[[ Entries supplied open ]]
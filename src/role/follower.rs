use tokio_util::sync::CancellationToken;

use crate::rpc::{AppendEntriesRequest, AppendEntriesResponse, VoteRequest, VoteResponse};
use crate::state::NodeState;
use crate::timer::{random_window, RandomizedTimer};

use super::{RoleCtx, RoleEvent, ELECTION_WINDOW};

/// Handle an AppendEntries RPC against the local state.
///
/// Safe under reordering and replay: entries already in place are skipped,
/// so only a genuine conflict truncates, and a stale duplicate of an older
/// append can never roll back newer entries.
pub fn append_entries(state: &mut NodeState, req: &AppendEntriesRequest) -> AppendEntriesResponse {
    if req.term < state.term {
        return AppendEntriesResponse {
            term: state.term,
            success: false,
            match_index: state.ledger.last_index(),
        };
    }

    state.observe_term(req.term);
    state.leader_id = Some(req.leader_id.clone());
    state.touch_heartbeat();

    if !state.ledger.matches(req.prev_log_index, req.prev_log_term) {
        tracing::debug!(
            node_id = %state.node_id,
            prev_log_index = req.prev_log_index,
            prev_log_term = req.prev_log_term,
            last_index = state.ledger.last_index(),
            "AppendEntries prev mismatch, leader must backtrack"
        );
        return AppendEntriesResponse {
            term: state.term,
            success: false,
            match_index: state.ledger.last_index(),
        };
    }

    let mut entries = req.entries.as_slice();
    while let Some(first) = entries.first() {
        if state.ledger.matches(first.index, first.term) {
            entries = &entries[1..];
        } else {
            break;
        }
    }
    if let Some(first) = entries.first() {
        if let Err(e) = state.ledger.replace(first.index, entries.to_vec()) {
            tracing::warn!(
                node_id = %state.node_id,
                start_index = first.index,
                error = %e,
                "Rejecting AppendEntries, suffix cannot be rewritten"
            );
            return AppendEntriesResponse {
                term: state.term,
                success: false,
                match_index: state.ledger.last_index(),
            };
        }
        tracing::debug!(
            node_id = %state.node_id,
            appended = entries.len(),
            last_index = state.ledger.last_index(),
            "Appended replicated entries"
        );
    }

    if req.leader_commit > state.commit_index {
        state.commit_index = req.leader_commit.min(state.ledger.last_index());
    }

    AppendEntriesResponse {
        term: state.term,
        success: true,
        match_index: state.ledger.last_index(),
    }
}

/// Handle a RequestVote RPC against the local state.
pub fn request_vote(state: &mut NodeState, req: &VoteRequest) -> VoteResponse {
    if req.term < state.term {
        return VoteResponse {
            term: state.term,
            granted: false,
        };
    }

    state.observe_term(req.term);
    let granted = state.can_vote_for(&req.candidate_id)
        && state.log_up_to_date(req.last_log_index, req.last_log_term);
    if granted {
        state.record_vote(&req.candidate_id);
        state.touch_heartbeat();
    }

    tracing::debug!(
        node_id = %state.node_id,
        candidate = %req.candidate_id,
        term = req.term,
        granted,
        "RequestVote handled"
    );

    VoteResponse {
        term: state.term,
        granted,
    }
}

/// Passive replica: applies the leader's appends and votes in elections.
/// Its election timer promotes it to candidate when the leader goes
/// silent for a full randomized window.
pub struct Follower {
    token: CancellationToken,
    timers: Vec<RandomizedTimer>,
}

impl Default for Follower {
    fn default() -> Self {
        Self::new()
    }
}

impl Follower {
    pub fn new() -> Self {
        Self {
            token: CancellationToken::new(),
            timers: Vec::new(),
        }
    }

    pub fn start(&mut self, ctx: &RoleCtx) {
        let events = ctx.events.clone();
        let base = ctx.heartbeat_base;
        self.timers.push(RandomizedTimer::spawn_scoped(
            self.token.clone(),
            move || random_window(base, ELECTION_WINDOW.0, ELECTION_WINDOW.1),
            move |window| {
                let _ = events.send(RoleEvent::ElectionTimeout { window });
            },
            false,
        ));
    }

    pub fn token(&self) -> &CancellationToken {
        &self.token
    }
}
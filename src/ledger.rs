use std::collections::VecDeque;

use serde::{Deserialize, Serialize};

use crate::error::{ConsensusError, Result};

/// Commands replicated through consensus.
#[derive(Debug, Clone, PartialEq, Serialize, Deserialize)]
#[serde(tag = "op", rename_all = "snake_case")]
pub enum Command {
    /// No-op entry (ledger sentinel, leader take-office commit).
    Noop,
    /// An application-level operation to apply in order.
    Invoke {
        action: String,
        params: serde_json::Value,
    },
}

/// A single entry in the replicated ledger.
///
/// Log matching invariant: if two replicas each hold an entry at the same
/// index with the same term, the entries are identical.
#[derive(Debug, Clone, PartialEq, Serialize, Deserialize)]
pub struct LogEntry {
    pub index: u64,
    pub term: u64,
    pub command: Command,
}

impl LogEntry {
    pub fn new(index: u64, term: u64, command: Command) -> Self {
        Self {
            index,
            term,
            command,
        }
    }
}

/// Bounded, offset-indexed sequence of log entries.
///
/// `offset` is the global index of the oldest retained entry. Retention is
/// a sliding window: once the window is full, appending drops the oldest
/// entry and advances `offset`. A sentinel no-op at index 0, term 0 is
/// seeded at creation so the ledger is never empty.
#[derive(Debug)]
pub struct Ledger {
    entries: VecDeque<LogEntry>,
    offset: u64,
    capacity: usize,
}

impl Ledger {
    pub fn new(capacity: usize) -> Self {
        let capacity = capacity.max(1);
        let mut entries = VecDeque::with_capacity(capacity);
        entries.push_back(LogEntry::new(0, 0, Command::Noop));
        Self {
            entries,
            offset: 0,
            capacity,
        }
    }

    /// Append an entry at the tail. The entry's index must be exactly
    /// `offset + len`.
    pub fn append(&mut self, entry: LogEntry) -> Result<()> {
        let expected = self.offset + self.entries.len() as u64;
        if entry.index != expected {
            return Err(ConsensusError::NonContiguousIndex {
                expected,
                got: entry.index,
            });
        }
        self.entries.push_back(entry);
        if self.entries.len() > self.capacity {
            self.entries.pop_front();
            self.offset += 1;
        }
        Ok(())
    }

    /// Discard the in-memory tail from `start_index` onward and append
    /// `entries` in its place.
    pub fn replace(&mut self, start_index: u64, entries: Vec<LogEntry>) -> Result<()> {
        if start_index < self.offset {
            return Err(ConsensusError::StaleTruncation {
                requested: start_index,
                offset: self.offset,
            });
        }
        let expected = self.offset + self.entries.len() as u64;
        if start_index > expected {
            return Err(ConsensusError::NonContiguousIndex {
                expected,
                got: start_index,
            });
        }
        self.entries.truncate((start_index - self.offset) as usize);
        for entry in entries {
            self.append(entry)?;
        }
        Ok(())
    }

    /// Look up an entry by global index.
    pub fn get(&self, index: u64) -> Result<&LogEntry> {
        let end = self.offset + self.entries.len() as u64;
        if index < self.offset || index >= end {
            return Err(ConsensusError::OutOfRange {
                index,
                offset: self.offset,
                end,
            });
        }
        Ok(&self.entries[(index - self.offset) as usize])
    }

    /// Transient tail view: the last `n` retained entries, oldest first.
    pub fn recent(&self, n: usize) -> Vec<&LogEntry> {
        let skip = self.entries.len().saturating_sub(n);
        self.entries.iter().skip(skip).collect()
    }

    /// Scanning backward from the tail, find the greatest term `<= term`
    /// and the first retained index carrying it. Returns `None` when every
    /// retained entry has a newer term.
    pub fn find_term_start(&self, term: u64) -> Option<(u64, u64)> {
        let mut found: Option<(u64, u64)> = None;
        for (i, entry) in self.entries.iter().enumerate().rev() {
            match found {
                None if entry.term <= term => {
                    found = Some((entry.term, self.offset + i as u64));
                }
                Some((t, _)) if entry.term == t => {
                    found = Some((t, self.offset + i as u64));
                }
                Some(_) => break,
                None => {}
            }
        }
        found
    }

    /// The tail entry. The sentinel guarantees at least one entry.
    pub fn last(&self) -> &LogEntry {
        self.entries.back().expect("ledger is never empty")
    }

    pub fn last_index(&self) -> u64 {
        self.last().index
    }

    pub fn last_term(&self) -> u64 {
        self.last().term
    }

    pub fn term_at(&self, index: u64) -> Result<u64> {
        self.get(index).map(|e| e.term)
    }

    /// Whether the local ledger matches `(index, term)`. History evicted
    /// by the retention window is treated as settled and matching.
    pub fn matches(&self, index: u64, term: u64) -> bool {
        if index < self.offset {
            return true;
        }
        matches!(self.term_at(index), Ok(t) if t == term)
    }

    /// Clone of the retained entries from `index` onward (for replication).
    pub fn entries_from(&self, index: u64) -> Vec<LogEntry> {
        if index < self.offset {
            return Vec::new();
        }
        let start = (index - self.offset) as usize;
        self.entries.iter().skip(start).cloned().collect()
    }

    pub fn offset(&self) -> u64 {
        self.offset
    }

    pub fn len(&self) -> usize {
        self.entries.len()
    }

    pub fn is_empty(&self) -> bool {
        self.entries.is_empty()
    }
}
//! Test harness for multi-node consensus clusters over the in-memory bus.
//!
//! Provides utilities for spawning, partitioning, and inspecting clusters.

// Each integration test binary uses a different slice of the harness.
#![allow(dead_code)]

use std::collections::HashMap;
use std::sync::atomic::{AtomicU64, Ordering};
use std::sync::Arc;
use std::time::Duration;

use tokio::task::JoinHandle;

use quorum_bus::config::CoreConfig;
use quorum_bus::core::{Core, CoreHandle, NodeStatus};
use quorum_bus::dispatch::QueueDispatcher;
use quorum_bus::role::RoleKind;
use quorum_bus::transport::MemoryBus;

pub const GROUP: &str = "consensus";

/// Node configuration with short windows for faster tests.
pub fn test_config(node_id: &str) -> CoreConfig {
    CoreConfig::new(node_id)
        .with_heartbeat_base_ms(20)
        .with_rpc_timeout_ms(50)
}

/// Dispatcher that records rebalance calls for assertions.
pub struct RecordingDispatcher {
    last_permille: AtomicU64,
    calls: AtomicU64,
}

impl RecordingDispatcher {
    pub fn new() -> Arc<Self> {
        Arc::new(Self {
            last_permille: AtomicU64::new(1000),
            calls: AtomicU64::new(0),
        })
    }

    pub fn last_ratio(&self) -> f64 {
        self.last_permille.load(Ordering::SeqCst) as f64 / 1000.0
    }

    pub fn calls(&self) -> u64 {
        self.calls.load(Ordering::SeqCst)
    }
}

impl QueueDispatcher for RecordingDispatcher {
    fn rebalance(&self, duty_ratio: f64) {
        self.last_permille
            .store((duty_ratio * 1000.0).round() as u64, Ordering::SeqCst);
        self.calls.fetch_add(1, Ordering::SeqCst);
    }
}

/// Handle to a running test node.
pub struct TestNode {
    pub node_id: String,
    pub handle: CoreHandle,
    pub dispatcher: Arc<RecordingDispatcher>,
    run_handle: JoinHandle<()>,
}

impl TestNode {
    pub async fn status(&self) -> NodeStatus {
        self.handle.status().await.expect("core should be running")
    }

    pub async fn is_leader(&self) -> bool {
        self.status().await.role == RoleKind::Leader
    }

    pub fn subject(&self) -> String {
        format!("{GROUP}.{}", self.node_id)
    }
}

impl Drop for TestNode {
    fn drop(&mut self) {
        self.run_handle.abort();
    }
}

/// Test cluster managing multiple nodes on one bus.
pub struct TestCluster {
    pub bus: MemoryBus,
    pub nodes: HashMap<String, TestNode>,
}

impl TestCluster {
    /// Create and start a cluster with `num_nodes` nodes named n1..nN.
    pub async fn new(num_nodes: usize) -> Self {
        let bus = MemoryBus::new();
        let mut nodes = HashMap::new();
        for i in 0..num_nodes {
            let node_id = format!("n{}", i + 1);
            let node = Self::start_node(&bus, &node_id).await;
            nodes.insert(node_id, node);
        }
        Self { bus, nodes }
    }

    pub async fn start_node(bus: &MemoryBus, node_id: &str) -> TestNode {
        let config = test_config(node_id);
        let subject = format!("{GROUP}.{node_id}");
        let dispatcher = RecordingDispatcher::new();
        let endpoint = bus.endpoint(subject.clone());
        let (core, handle) = Core::new(config, Arc::new(endpoint), dispatcher.clone());
        bus.register(subject, Arc::new(handle.clone())).await;
        let run_handle = tokio::spawn(core.run());
        TestNode {
            node_id: node_id.to_string(),
            handle,
            dispatcher,
            run_handle,
        }
    }

    pub fn get(&self, node_id: &str) -> &TestNode {
        self.nodes.get(node_id).expect("unknown node")
    }

    pub async fn statuses(&self) -> Vec<NodeStatus> {
        let mut out = Vec::with_capacity(self.nodes.len());
        for node in self.nodes.values() {
            out.push(node.status().await);
        }
        out
    }

    pub async fn count_leaders(&self) -> usize {
        self.statuses()
            .await
            .iter()
            .filter(|s| s.role == RoleKind::Leader)
            .count()
    }

    /// Wait until some node reports itself leader.
    pub async fn wait_for_leader(&self, timeout: Duration) -> Option<String> {
        self.wait_for_leader_except(None, timeout).await
    }

    /// Wait until a node other than `exclude` reports itself leader.
    pub async fn wait_for_new_leader(&self, exclude: &str, timeout: Duration) -> Option<String> {
        self.wait_for_leader_except(Some(exclude), timeout).await
    }

    async fn wait_for_leader_except(
        &self,
        exclude: Option<&str>,
        timeout: Duration,
    ) -> Option<String> {
        let deadline = tokio::time::Instant::now() + timeout;
        while tokio::time::Instant::now() < deadline {
            for (id, node) in &self.nodes {
                if exclude == Some(id.as_str()) {
                    continue;
                }
                if node.is_leader().await {
                    return Some(id.clone());
                }
            }
            tokio::time::sleep(Duration::from_millis(20)).await;
        }
        None
    }

    /// Wait until exactly one node is leader and every node agrees on it.
    pub async fn wait_for_agreement(&self, timeout: Duration) -> Option<String> {
        let deadline = tokio::time::Instant::now() + timeout;
        while tokio::time::Instant::now() < deadline {
            let statuses = self.statuses().await;
            let leaders: Vec<&NodeStatus> = statuses
                .iter()
                .filter(|s| s.role == RoleKind::Leader)
                .collect();
            if leaders.len() == 1 {
                let leader_id = leaders[0].node_id.clone();
                if statuses
                    .iter()
                    .all(|s| s.leader_id.as_deref() == Some(leader_id.as_str()))
                {
                    return Some(leader_id);
                }
            }
            tokio::time::sleep(Duration::from_millis(20)).await;
        }
        None
    }

    /// Cut a node off the bus in both directions.
    pub async fn partition(&self, node_id: &str) {
        self.bus.detach(&format!("{GROUP}.{node_id}")).await;
    }

    pub async fn heal(&self, node_id: &str) {
        self.bus.reattach(&format!("{GROUP}.{node_id}")).await;
    }

    /// Gracefully stop a node; it gossips a leave on the way out.
    pub async fn stop_node(&mut self, node_id: &str) {
        if let Some(node) = self.nodes.remove(node_id) {
            node.handle.shutdown();
            // Give the leave broadcast a moment to land before aborting.
            tokio::time::sleep(Duration::from_millis(100)).await;
        }
    }

    pub async fn shutdown(self) {
        for node in self.nodes.values() {
            node.handle.shutdown();
        }
        tokio::time::sleep(Duration::from_millis(50)).await;
    }
}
[[ Entries supplied closed ]]
When you reach the line that contains "let mut entries = req.entries.as_slice();", stop; that line and every line before it, from the very first line of the data, should be restated word for word.

## Output of the task
filename src/role/follower.rs
use tokio_util::sync::CancellationToken;

use crate::rpc::{AppendEntriesRequest, AppendEntriesResponse, VoteRequest, VoteResponse};
use crate::state::NodeState;
use crate::timer::{random_window, RandomizedTimer};

use super::{RoleCtx, RoleEvent, ELECTION_WINDOW};

/// Handle an AppendEntries RPC against the local state.
///
/// Safe under reordering and replay: entries already in place are skipped,
/// so only a genuine conflict truncates, and a stale duplicate of an older
/// append can never roll back newer entries.
pub fn append_entries(state: &mut NodeState, req: &AppendEntriesRequest) -> AppendEntriesResponse {
    if req.term < state.term {
        return AppendEntriesResponse {
            term: state.term,
            success: false,
            match_index: state.ledger.last_index(),
        };
    }

    state.observe_term(req.term);
    state.leader_id = Some(req.leader_id.clone());
    state.touch_heartbeat();

    if !state.ledger.matches(req.prev_log_index, req.prev_log_term) {
        tracing::debug!(
            node_id = %state.node_id,
            prev_log_index = req.prev_log_index,
            prev_log_term = req.prev_log_term,
            last_index = state.ledger.last_index(),
            "AppendEntries prev mismatch, leader must backtrack"
        );
        return AppendEntriesResponse {
            term: state.term,
            success: false,
            match_index: state.ledger.last_index(),
        };
    }

    let mut entries = req.entries.as_slice();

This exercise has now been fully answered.